障害者施設の事例
支援員の不適切な言動により利用者が傷ついた事例

事例データ
投稿者
対応者 生活支援員
性別 女性
お相手
性別 女性
私が支援員として所属していたグループホームで生活をしておられる利用者Kさんは、就労継続支援B型に所属しており、お話することがとてもお好きな方だったので支援員とも普段からよくコミュニケーションを図っておられました。
Kさんはとてもお腹が出ており、支援員がよくKさんに「お腹が出ているね」「痩せたほうがいい」等と言っていました。
支援員にそう言われたことで自分のお腹をとても気にされるようになり、自宅に帰ってからも体重計によく乗るようになったとKさんのお母様から就労継続支援B型の職員に報告がありました。
お母様より「お腹が出ているのは決して肥満というわけではなく、幼児体型であるだけなのであまりお腹のことは言わないでほしい。本人も気にしている。」と言われました。

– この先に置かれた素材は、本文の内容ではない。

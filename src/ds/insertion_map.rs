//! Bounded map with insertion-order eviction.
//!
//! Backs the dynamic tier of [`InMemorySequenceCache`](crate::cache::InMemorySequenceCache).
//! Entries leave in the order they arrived; reads never refresh an entry.
//!
//! ## Architecture
//!
//! ```text
//!   map: FxHashMap<K, V>            order: VecDeque<K>
//!   ┌─────────┬───────┐             front                        back
//!   │  key 17 │  v17  │             [17] ─ [4] ─ [250] ─ [9]
//!   │  key 4  │  v4   │              ↑                      ↑
//!   │  key 250│  v250 │            oldest                 newest
//!   │  key 9  │  v9   │             EVICT
//!   └─────────┴───────┘
//! ```
//!
//! ## Behavior
//! - `insert(k, v)` on a new key pushes `k` to the back, then evicts from the
//!   front while `len > capacity`.
//! - `insert(k, v)` on an existing key replaces the value in place; the key
//!   keeps its original position.
//! - `get(k)` never reorders.
//!
//! ## Operations
//!
//! | Operation     | Time  | Notes                                  |
//! |---------------|-------|----------------------------------------|
//! | `get`         | O(1)  | HashMap lookup, no reordering          |
//! | `insert`      | O(1)* | *Amortized, may evict the oldest entry |
//! | `pop_oldest`  | O(1)  | Front of the order queue               |
//! | `age_rank`    | O(n)  | Linear scan of the order queue         |
//! | `clear`       | O(n)  |                                        |
//!
//! `validate_invariants()` runs in debug builds.

use rustc_hash::FxHashMap;
use std::collections::VecDeque;
use std::hash::Hash;

/// Bounded key/value map that evicts the oldest inserted entry first.
///
/// # Example
///
/// ```
/// use seqkit::ds::InsertionOrderMap;
///
/// let mut map = InsertionOrderMap::new(2);
/// map.insert(1, "one");
/// map.insert(2, "two");
/// map.get(&1); // reads do not refresh
///
/// let evicted = map.insert(3, "three");
/// assert_eq!(evicted, Some((1, "one")));
/// assert!(!map.contains(&1));
/// ```
pub struct InsertionOrderMap<K, V>
where
    K: Clone + Eq + Hash,
{
    map: FxHashMap<K, V>,
    order: VecDeque<K>,
    capacity: usize,
}

impl<K, V> InsertionOrderMap<K, V>
where
    K: Clone + Eq + Hash,
{
    /// Creates an empty map holding at most `capacity` entries.
    ///
    /// A capacity of zero rejects every insertion.
    #[inline]
    pub fn new(capacity: usize) -> Self {
        // Preallocation is capped so a huge nominal capacity stays lazy.
        let prealloc = capacity.min(4096);
        Self {
            map: FxHashMap::with_capacity_and_hasher(prealloc, Default::default()),
            order: VecDeque::with_capacity(prealloc),
            capacity,
        }
    }

    /// Returns the value for `key` without affecting eviction order.
    #[inline]
    pub fn get(&self, key: &K) -> Option<&V> {
        self.map.get(key)
    }

    /// Returns `true` if `key` is present.
    #[inline]
    pub fn contains(&self, key: &K) -> bool {
        self.map.contains_key(key)
    }

    /// Inserts or updates `key`, returning the entry evicted to make room.
    ///
    /// At most one entry is evicted per call, since each call grows the map by
    /// at most one.
    pub fn insert(&mut self, key: K, value: V) -> Option<(K, V)> {
        if self.capacity == 0 {
            return None;
        }

        if let Some(slot) = self.map.get_mut(&key) {
            *slot = value;
            return None;
        }

        self.order.push_back(key.clone());
        self.map.insert(key, value);

        let evicted = if self.map.len() > self.capacity {
            self.pop_oldest()
        } else {
            None
        };

        #[cfg(debug_assertions)]
        self.validate_invariants();

        evicted
    }

    /// Removes and returns the oldest inserted entry.
    pub fn pop_oldest(&mut self) -> Option<(K, V)> {
        let key = self.order.pop_front()?;
        let value = self.map.remove(&key)?;
        Some((key, value))
    }

    /// Peeks at the oldest inserted entry.
    pub fn peek_oldest(&self) -> Option<(&K, &V)> {
        let key = self.order.front()?;
        self.map.get(key).map(|v| (key, v))
    }

    /// Position of `key` in insertion order (0 = oldest).
    pub fn age_rank(&self, key: &K) -> Option<usize> {
        self.order.iter().position(|k| k == key)
    }

    /// Returns the number of entries.
    #[inline]
    pub fn len(&self) -> usize {
        self.map.len()
    }

    /// Returns `true` if the map is empty.
    #[inline]
    pub fn is_empty(&self) -> bool {
        self.map.is_empty()
    }

    /// Returns the configured capacity.
    #[inline]
    pub fn capacity(&self) -> usize {
        self.capacity
    }

    /// Removes all entries.
    pub fn clear(&mut self) {
        self.map.clear();
        self.order.clear();

        #[cfg(debug_assertions)]
        self.validate_invariants();
    }

    /// Validates internal data structure invariants.
    ///
    /// Checks that:
    /// - Map size matches queue size
    /// - Every queued key is in the map
    /// - The map never exceeds capacity
    #[cfg(debug_assertions)]
    fn validate_invariants(&self) {
        debug_assert_eq!(
            self.map.len(),
            self.order.len(),
            "Map and order queue have different sizes"
        );
        debug_assert!(self.map.len() <= self.capacity, "Map exceeds capacity");
        for key in &self.order {
            debug_assert!(self.map.contains_key(key), "Queued key not found in map");
        }
    }
}

impl<K, V> std::fmt::Debug for InsertionOrderMap<K, V>
where
    K: Clone + Eq + Hash,
{
    fn fmt(&self, f: &mut std::fmt::Formatter<'_>) -> std::fmt::Result {
        f.debug_struct("InsertionOrderMap")
            .field("capacity", &self.capacity)
            .field("len", &self.map.len())
            .finish_non_exhaustive()
    }
}

#[cfg(test)]
mod tests {
    use super::*;

    // ==============================================
    // Basic Operations
    // ==============================================

    mod basic_operations {
        use super::*;

        #[test]
        fn new_map_is_empty() {
            let map: InsertionOrderMap<usize, u64> = InsertionOrderMap::new(10);
            assert!(map.is_empty());
            assert_eq!(map.len(), 0);
            assert_eq!(map.capacity(), 10);
        }

        #[test]
        fn insert_and_get() {
            let mut map = InsertionOrderMap::new(10);
            assert_eq!(map.insert(3, "three"), None);
            assert_eq!(map.get(&3), Some(&"three"));
            assert_eq!(map.get(&4), None);
        }

        #[test]
        fn update_keeps_position() {
            let mut map = InsertionOrderMap::new(3);
            map.insert(1, 10);
            map.insert(2, 20);
            map.insert(1, 100);

            assert_eq!(map.len(), 2);
            assert_eq!(map.get(&1), Some(&100));
            assert_eq!(map.age_rank(&1), Some(0));
        }

        #[test]
        fn clear_removes_everything() {
            let mut map = InsertionOrderMap::new(3);
            map.insert(1, 10);
            map.insert(2, 20);
            map.clear();

            assert!(map.is_empty());
            assert_eq!(map.peek_oldest(), None);
        }
    }

    // ==============================================
    // Eviction Behavior
    // ==============================================

    mod eviction_behavior {
        use super::*;

        #[test]
        fn evicts_oldest_inserted() {
            let mut map = InsertionOrderMap::new(3);
            map.insert("a", 1);
            map.insert("b", 2);
            map.insert("c", 3);

            assert_eq!(map.insert("d", 4), Some(("a", 1)));
            assert_eq!(map.len(), 3);
            assert!(!map.contains(&"a"));
            assert!(map.contains(&"d"));
        }

        #[test]
        fn reads_do_not_refresh() {
            let mut map = InsertionOrderMap::new(2);
            map.insert(1, 1);
            map.insert(2, 2);
            for _ in 0..100 {
                map.get(&1);
            }

            map.insert(3, 3);
            assert!(!map.contains(&1), "oldest insert evicted despite reads");
            assert!(map.contains(&2));
        }

        #[test]
        fn zero_capacity_rejects_inserts() {
            let mut map = InsertionOrderMap::new(0);
            assert_eq!(map.insert(1, 1), None);
            assert!(map.is_empty());
        }

        #[test]
        fn pop_oldest_drains_in_order() {
            let mut map = InsertionOrderMap::new(5);
            for i in 0..5 {
                map.insert(i, i * 10);
            }
            let drained: Vec<_> = std::iter::from_fn(|| map.pop_oldest()).collect();
            assert_eq!(drained, vec![(0, 0), (1, 10), (2, 20), (3, 30), (4, 40)]);
        }
    }

    // ==============================================
    // Property Tests
    // ==============================================

    mod properties {
        use super::*;
        use proptest::prelude::*;

        proptest! {
            /// Property: contents match a reference queue that drops its front
            #[cfg_attr(miri, ignore)]
            #[test]
            fn prop_matches_reference_queue(
                capacity in 1usize..16,
                keys in prop::collection::vec(0usize..32, 0..80)
            ) {
                let mut map = InsertionOrderMap::new(capacity);
                let mut reference: VecDeque<usize> = VecDeque::new();

                for key in keys {
                    map.insert(key, key * 2);
                    if !reference.contains(&key) {
                        reference.push_back(key);
                        if reference.len() > capacity {
                            reference.pop_front();
                        }
                    }

                    prop_assert_eq!(map.len(), reference.len());
                    for (rank, k) in reference.iter().enumerate() {
                        prop_assert_eq!(map.age_rank(k), Some(rank));
                        prop_assert_eq!(map.get(k), Some(&(k * 2)));
                    }
                }
            }
        }
    }
}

確かにKさんはお腹以外はとても細身でどちらかと言えば痩せ型の体型であり、お腹も触り心地としてたるんでいるというよりは詰まっている、という感じでした。
お母様からの伝言を支援員全員で共有し、Kさんに対して体型に対する発言は控えるようにしました。
また、Kさんは平日はグループホームで生活をしているので、グループホームの支援員にも情報共有してほしいと就労継続支援B型の職員から連絡があり、全員に情報共有しました。
良かった点

Kさんの体型に関してお母様からの貴重な情報をしっかり受け止め、支援員全員で共有できたのは本当に良かったと思います。

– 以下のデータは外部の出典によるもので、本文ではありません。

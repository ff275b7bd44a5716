//! Unified builder for the recurrence sequences.
//!
//! Picks a recurrence by [`RecurrenceKind`] and wires it to a cache configured
//! here, hiding which concrete engine type backs it.
//!
//! ## Example
//!
//! ```rust
//! use seqkit::builder::{RecurrenceKind, SequenceBuilder};
//!
//! let pell = SequenceBuilder::new()
//!     .cache_capacity(256)
//!     .build(RecurrenceKind::Pell);
//! assert_eq!(pell.catalog_id(), "A000129");
//! assert_eq!(pell.get(10).unwrap().to_string(), "2378");
//! ```

use std::sync::Arc;

use num_bigint::BigInt;

use crate::cache::{InMemorySequenceCache, NullSequenceCache, DEFAULT_DYNAMIC_CAPACITY};
use crate::error::ConfigError;
use crate::recurrence::{
    FactorialNumber, FibonacciNumber, LucasNumber, PadovanSequence, PellNumber, PerrinSequence,
    SharedCache,
};
use crate::traits::Sequence;

/// Available recurrence sequences.
#[derive(Debug, Clone, Copy, PartialEq, Eq, Hash)]
pub enum RecurrenceKind {
    /// Fibonacci numbers, A000045.
    Fibonacci,
    /// Lucas numbers, A000032.
    Lucas,
    /// Pell numbers, A000129.
    Pell,
    /// Padovan sequence, A000931.
    Padovan,
    /// Perrin sequence, A001608.
    Perrin,
    /// Factorials, A000142.
    Factorial,
}

impl RecurrenceKind {
    /// Every kind, in catalog order of the table in [`crate::recurrence`].
    pub const ALL: [RecurrenceKind; 6] = [
        RecurrenceKind::Fibonacci,
        RecurrenceKind::Lucas,
        RecurrenceKind::Pell,
        RecurrenceKind::Padovan,
        RecurrenceKind::Perrin,
        RecurrenceKind::Factorial,
    ];

    /// OEIS identifier of the sequence.
    pub const fn catalog_id(self) -> &'static str {
        match self {
            RecurrenceKind::Fibonacci => "A000045",
            RecurrenceKind::Lucas => "A000032",
            RecurrenceKind::Pell => "A000129",
            RecurrenceKind::Padovan => "A000931",
            RecurrenceKind::Perrin => "A001608",
            RecurrenceKind::Factorial => "A000142",
        }
    }

    /// Looks a kind up by its OEIS identifier.
    pub fn from_catalog_id(id: &str) -> Option<Self> {
        Self::ALL.into_iter().find(|kind| kind.catalog_id() == id)
    }

    /// The process-wide instance of this sequence.
    pub fn shared(self) -> Arc<dyn Sequence<BigInt>> {
        match self {
            RecurrenceKind::Fibonacci => FibonacciNumber::shared(),
            RecurrenceKind::Lucas => LucasNumber::shared(),
            RecurrenceKind::Pell => PellNumber::shared(),
            RecurrenceKind::Padovan => PadovanSequence::shared(),
            RecurrenceKind::Perrin => PerrinSequence::shared(),
            RecurrenceKind::Factorial => FactorialNumber::shared(),
        }
    }
}

impl std::fmt::Display for RecurrenceKind {
    fn fmt(&self, f: &mut std::fmt::Formatter<'_>) -> std::fmt::Result {
        let name = match self {
            RecurrenceKind::Fibonacci => "fibonacci",
            RecurrenceKind::Lucas => "lucas",
            RecurrenceKind::Pell => "pell",
            RecurrenceKind::Padovan => "padovan",
            RecurrenceKind::Perrin => "perrin",
            RecurrenceKind::Factorial => "factorial",
        };
        f.write_str(name)
    }
}

/// Builder for recurrence sequences.
#[derive(Debug, Clone)]
pub struct SequenceBuilder {
    capacity: usize,
    memoize: bool,
    read_only: bool,
}

impl SequenceBuilder {
    /// Builder with an in-memory cache of the default dynamic capacity.
    pub fn new() -> Self {
        Self {
            capacity: DEFAULT_DYNAMIC_CAPACITY,
            memoize: true,
            read_only: false,
        }
    }

    /// Sets the dynamic-tier capacity of the in-memory cache.
    pub fn cache_capacity(mut self, capacity: usize) -> Self {
        self.capacity = capacity;
        self.memoize = true;
        self
    }

    /// Uses a [`NullSequenceCache`]; every lookup recomputes from seeds.
    pub fn without_cache(mut self) -> Self {
        self.memoize = false;
        self
    }

    /// Freezes the cache after warm-up, so later lookups never store.
    pub fn read_only(mut self, read_only: bool) -> Self {
        self.read_only = read_only;
        self
    }

    /// Builds a sequence of the given kind.
    ///
    /// # Panics
    ///
    /// Panics if the configuration is invalid. For a non-panicking
    /// alternative, use [`try_build`](Self::try_build).
    pub fn build(&self, kind: RecurrenceKind) -> Box<dyn Sequence<BigInt>> {
        match self.try_build(kind) {
            Ok(sequence) => sequence,
            Err(err) => panic!("{err}"),
        }
    }

    /// Builds a sequence of the given kind, validating the configuration.
    ///
    /// # Errors
    ///
    /// Returns [`ConfigError`] if an in-memory cache is requested with a
    /// capacity of zero.
    pub fn try_build(&self, kind: RecurrenceKind) -> Result<Box<dyn Sequence<BigInt>>, ConfigError> {
        self.try_build_with_cache(kind).map(|(sequence, _)| sequence)
    }

    /// Like [`try_build`](Self::try_build), also returning the cache handle
    /// the sequence was built over.
    ///
    /// # Errors
    ///
    /// See [`try_build`](Self::try_build).
    pub fn try_build_with_cache(
        &self,
        kind: RecurrenceKind,
    ) -> Result<(Box<dyn Sequence<BigInt>>, SharedCache), ConfigError> {
        let cache = self.cache()?;
        let sequence: Box<dyn Sequence<BigInt>> = match kind {
            RecurrenceKind::Fibonacci => Box::new(FibonacciNumber::with_cache(cache.clone())),
            RecurrenceKind::Lucas => Box::new(LucasNumber::with_cache(cache.clone())),
            RecurrenceKind::Pell => Box::new(PellNumber::with_cache(cache.clone())),
            RecurrenceKind::Padovan => Box::new(PadovanSequence::with_cache(cache.clone())),
            RecurrenceKind::Perrin => Box::new(PerrinSequence::with_cache(cache.clone())),
            RecurrenceKind::Factorial => Box::new(FactorialNumber::with_cache(cache.clone())),
        };
        if self.read_only {
            cache.set_read_only(true);
        }
        Ok((sequence, cache))
    }

    fn cache(&self) -> Result<SharedCache, ConfigError> {
        if !self.memoize {
            return Ok(Arc::new(NullSequenceCache));
        }
        if self.capacity == 0 {
            return Err(ConfigError::new(
                "cache_capacity must be > 0; use without_cache() to disable memoization",
            ));
        }
        Ok(Arc::new(InMemorySequenceCache::new(self.capacity)))
    }
}

impl Default for SequenceBuilder {
    fn default() -> Self {
        Self::new()
    }
}
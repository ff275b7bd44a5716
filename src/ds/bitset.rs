//! Fixed-length bit array stored in `u64` words.
//!
//! Storage for the Atkin sieve grid: one bit per integer, so a grid over
//! `[0, len)` costs `len / 8` bytes.

/// Fixed-length bit array.
#[derive(Clone, PartialEq, Eq)]
pub struct BitSet {
    words: Vec<u64>,
    len: usize,
}

impl BitSet {
    /// Creates a bit array of `len` cleared bits.
    pub fn new(len: usize) -> Self {
        Self {
            words: vec![0; len.div_ceil(64)],
            len,
        }
    }

    /// Number of addressable bits.
    #[inline]
    pub fn len(&self) -> usize {
        self.len
    }

    /// Returns `true` if no bits are addressable.
    #[inline]
    pub fn is_empty(&self) -> bool {
        self.len == 0
    }

    /// Returns bit `i`. Out-of-range bits read as cleared.
    #[inline]
    pub fn get(&self, i: usize) -> bool {
        i < self.len && (self.words[i >> 6] >> (i & 63)) & 1 == 1
    }

    /// Sets bit `i`.
    #[inline]
    pub fn set(&mut self, i: usize) {
        debug_assert!(i < self.len, "bit {i} out of range {}", self.len);
        self.words[i >> 6] |= 1 << (i & 63);
    }

    /// Clears bit `i`.
    #[inline]
    pub fn clear(&mut self, i: usize) {
        debug_assert!(i < self.len, "bit {i} out of range {}", self.len);
        self.words[i >> 6] &= !(1 << (i & 63));
    }

    /// Toggles bit `i`.
    #[inline]
    pub fn flip(&mut self, i: usize) {
        debug_assert!(i < self.len, "bit {i} out of range {}", self.len);
        self.words[i >> 6] ^= 1 << (i & 63);
    }

    /// Number of set bits.
    pub fn count_ones(&self) -> usize {
        self.words.iter().map(|w| w.count_ones() as usize).sum()
    }

    /// Approximate heap footprint in bytes.
    pub fn approx_bytes(&self) -> usize {
        self.words.capacity() * std::mem::size_of::<u64>()
    }
}

impl std::fmt::Debug for BitSet {
    fn fmt(&self, f: &mut std::fmt::Formatter<'_>) -> std::fmt::Result {
        f.debug_struct("BitSet")
            .field("len", &self.len)
            .field("ones", &self.count_ones())
            .finish()
    }
}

本人の気持ちを尊重して、体型の話題を控えるようにした対応は、Kさんの自己肯定感を守る上で大切だと思います。
普段からKさんとコミュニケーションが取れていたことも、信頼関係の土台になったと思いますし、他の職員とも連携して情報共有ができたことはチーム支援として理想的でした。

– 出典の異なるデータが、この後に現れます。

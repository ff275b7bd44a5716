//! Fibonacci numbers, `F(n) = F(n − 1) + F(n − 2)`, `F(0) = 0`, `F(1) = 1`.
//!
//! A miss is resolved with the tripling identities on `m = n / 3`:
//!
//! ```text
//!   F(3m)     = 2·F(m)³ + 3·F(m+1)·F(m)·F(m−1)
//!   F(3m + 1) = F(m+1)³ + 3·F(m+1)·F(m)² − F(m)³
//!   F(3m + 2) = F(m+1)³ + 3·F(m+1)²·F(m) + F(m)³
//! ```
//!
//! so `get(n)` touches O(log n) indices. `F(2)` is a seed alongside `F(0)` and
//! `F(1)`: below 3 the identities would need `F(−1)`.

use num_bigint::BigInt;
use std::sync::{Arc, OnceLock};

use super::{below, default_cache, linear_cursor_from, Memo, SharedCache};
use crate::cursor::{LinearStep, ListCursor, SequenceCursor};
use crate::error::SequenceError;
use crate::traits::Sequence;

const COEFFICIENTS: &[i64] = &[1, 1];
const SEEDS: &[i64] = &[0, 1];
const RESOLVE_SEEDS: &[i64] = &[0, 1, 1];
const WARM_UP: usize = 100;

/// The Fibonacci numbers (A000045).
///
/// ```
/// use seqkit::prelude::*;
///
/// let fib = FibonacciNumber::new();
/// assert_eq!(fib.get(100).unwrap().to_string(), "354224848179261915075");
/// assert!(!fib.is_unique()); // F(1) == F(2)
/// ```
#[derive(Debug)]
pub struct FibonacciNumber {
    memo: Memo,
}

impl FibonacciNumber {
    /// Creates an instance with its own in-memory cache.
    pub fn new() -> Self {
        Self::with_cache(default_cache())
    }

    /// Creates an instance over `cache`, warming it up if uninitialized.
    pub fn with_cache(cache: SharedCache) -> Self {
        let fib = Self {
            memo: Memo::new(cache),
        };
        fib.memo.warm_up("A000045", &mut fib.cursor(), WARM_UP);
        fib
    }

    /// Process-wide instance, built on first use.
    pub fn shared() -> Arc<Self> {
        static SHARED: OnceLock<Arc<FibonacciNumber>> = OnceLock::new();
        SHARED.get_or_init(|| Arc::new(Self::new())).clone()
    }

    fn resolve(&self, n: usize, depth: usize) -> Result<BigInt, SequenceError> {
        self.memo.resolve(n, depth, RESOLVE_SEEDS, |depth| {
            let m = n / 3;
            let f0 = self.resolve(m, depth)?;
            let f1 = self.resolve(m + 1, depth)?;
            let value = match n % 3 {
                0 => {
                    let fm = self.resolve(below(m, 1)?, depth)?;
                    f0.pow(3) * 2 + &f1 * &f0 * fm * 3
                },
                1 => f1.pow(3) + &f1 * f0.pow(2) * 3 - f0.pow(3),
                _ => f1.pow(3) + f1.pow(2) * &f0 * 3 + f0.pow(3),
            };
            Ok(value)
        })
    }
}

impl Default for FibonacciNumber {
    fn default() -> Self {
        Self::new()
    }
}

impl Sequence<BigInt> for FibonacciNumber {
    fn catalog_id(&self) -> &str {
        "A000045"
    }

    fn is_unique(&self) -> bool {
        false
    }

    fn get(&self, n: usize) -> Result<BigInt, SequenceError> {
        let _gate = self.memo.lock();
        self.resolve(n, 0)
    }

    fn cursor(&self) -> SequenceCursor<BigInt> {
        ListCursor::new(LinearStep::from_seeds(COEFFICIENTS, SEEDS)).boxed()
    }

    fn cursor_from(&self, start: usize) -> Result<SequenceCursor<BigInt>, SequenceError> {
        linear_cursor_from(COEFFICIENTS, SEEDS.len(), start, |i| self.get(i))
    }
}
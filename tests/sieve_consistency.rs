// ==============================================
// SIEVE CONSISTENCY TESTS (integration)
// ==============================================
//
// The Atkin and Eratosthenes sieves must answer every query identically,
// whatever their starting size and however often they have grown.

use seqkit::prelude::*;
use seqkit::sieve::{AtkinGrid, FactorGrid, PrimeSieve, Sieve, SieveGrid};

const LIMIT: usize = 200_000;

fn tiny<G: SieveGrid>() -> Sieve<G> {
    Sieve::builder().initial_size(8).prime_cache_len(4).build()
}

mod agreement {
    use super::*;

    #[test]
    fn primality_agrees_up_to_limit() {
        let atkin = AtkinSieve::new();
        let eratosthenes = EratosthenesSieve::new();
        for n in 0..LIMIT {
            assert_eq!(atkin.is_prime(n), eratosthenes.is_prime(n), "n = {n}");
        }
    }

    #[test]
    fn grown_sieves_agree_with_presized_ones() {
        let grown = tiny::<AtkinGrid>();
        let presized = EratosthenesSieve::builder()
            .initial_size(LIMIT)
            .prime_cache_len(0)
            .build();

        // Query from the top first so the small sieve grows in one jump.
        assert_eq!(grown.is_prime(LIMIT - 1), presized.is_prime(LIMIT - 1));
        for n in (0..LIMIT).step_by(7) {
            assert_eq!(grown.is_prime(n), presized.is_prime(n), "n = {n}");
        }
    }

    #[test]
    fn nth_prime_and_index_of_are_inverse() {
        let atkin = tiny::<AtkinGrid>();
        let eratosthenes = tiny::<FactorGrid>();
        for (i, p) in atkin.primes().take(2_000).enumerate() {
            assert_eq!(eratosthenes.nth_prime(i), p);
            assert_eq!(eratosthenes.index_of(p), Some(i));
            assert_eq!(atkin.index_of(p), Some(i));
        }
        assert_eq!(atkin.nth_prime(9_999), 104_729);
    }

    #[test]
    fn neighbours_agree() {
        let atkin = tiny::<AtkinGrid>();
        let eratosthenes = tiny::<FactorGrid>();
        for n in (0..20_000).step_by(13) {
            assert_eq!(atkin.next_prime_after(n), eratosthenes.next_prime_after(n));
            assert_eq!(
                atkin.previous_prime_before(n),
                eratosthenes.previous_prime_before(n)
            );
        }
    }
}

mod factorization {
    use super::*;

    #[test]
    fn factors_are_prime_and_multiply_back() {
        let sieve = EratosthenesSieve::shared();
        let atkin = AtkinSieve::shared();
        for n in (1..LIMIT).step_by(97) {
            let f = sieve.factorize(n).unwrap();
            let product: usize = f.iter().map(|(p, e)| p.pow(e)).product();
            assert_eq!(product, n);
            assert!(f.iter().all(|(p, _)| atkin.is_prime(p)), "{n} = {f}");
        }
    }

    #[test]
    fn primes_factor_as_themselves() {
        let sieve = EratosthenesSieve::shared();
        for p in PrimeSequence::new().cursor().take(500) {
            let f = sieve.factorize(p).unwrap();
            assert!(f.is_prime());
            assert_eq!(f.totient(), p - 1);
        }
    }
}
#[derive(Debug, Default, Clone, Copy, PartialEq, Eq)]
pub struct CacheMetricsSnapshot {
    pub get_calls: u64,
    pub permanent_hits: u64,
    pub dynamic_hits: u64,
    pub get_misses: u64,

    pub put_calls: u64,
    pub put_new: u64,
    pub put_updates: u64,
    pub put_rejected_read_only: u64,
    pub put_skipped_permanent: u64, // index already covered by the permanent tier

    pub evicted_entries: u64,
    pub resets: u64,

    // gauges captured at snapshot time
    pub permanent_len: usize,
    pub dynamic_len: usize,
    pub capacity: usize,
}

impl CacheMetricsSnapshot {
    /// Hits from either tier.
    #[inline]
    pub fn hits(&self) -> u64 {
        self.permanent_hits + self.dynamic_hits
    }

    /// Fraction of `get` calls that hit, or `0.0` before the first call.
    pub fn hit_rate(&self) -> f64 {
        if self.get_calls == 0 {
            0.0
        } else {
            self.hits() as f64 / self.get_calls as f64
        }
    }
}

また、就労継続支援B型とグループホーム間で連絡をし合い、生活の場での支援が一貫していたのも安心感につながったと思います。
改善点
ただ、最初に支援員から「お腹が出ているね」「痩せたほうがいい」といった発言が出てしまったのは反省点ですね。
身体的特徴については、本人がどう感じるかをよく考えた上で発言する必要がありました。

支援者として本人の尊厳を守るためにも、安易に体型のことを指摘するのはいけません。
今後は、支援員への研修や意識啓発を進め、身体的特徴や障害に関する理解を深めることが必要だと思います。
加えて、お母様からの情報を受けた後の対応は良かったですが、最初から家族や利用者の意向を確認する体制づくりも強化したいと思っています。
先輩福祉士からのコメント
なぜこのようなことが起きるの?
Kさんへの体型に関する不適切な言動は、支援員が利用者の感受性や背景を十分に理解せず、軽率に発言してしまったことが原因ですね。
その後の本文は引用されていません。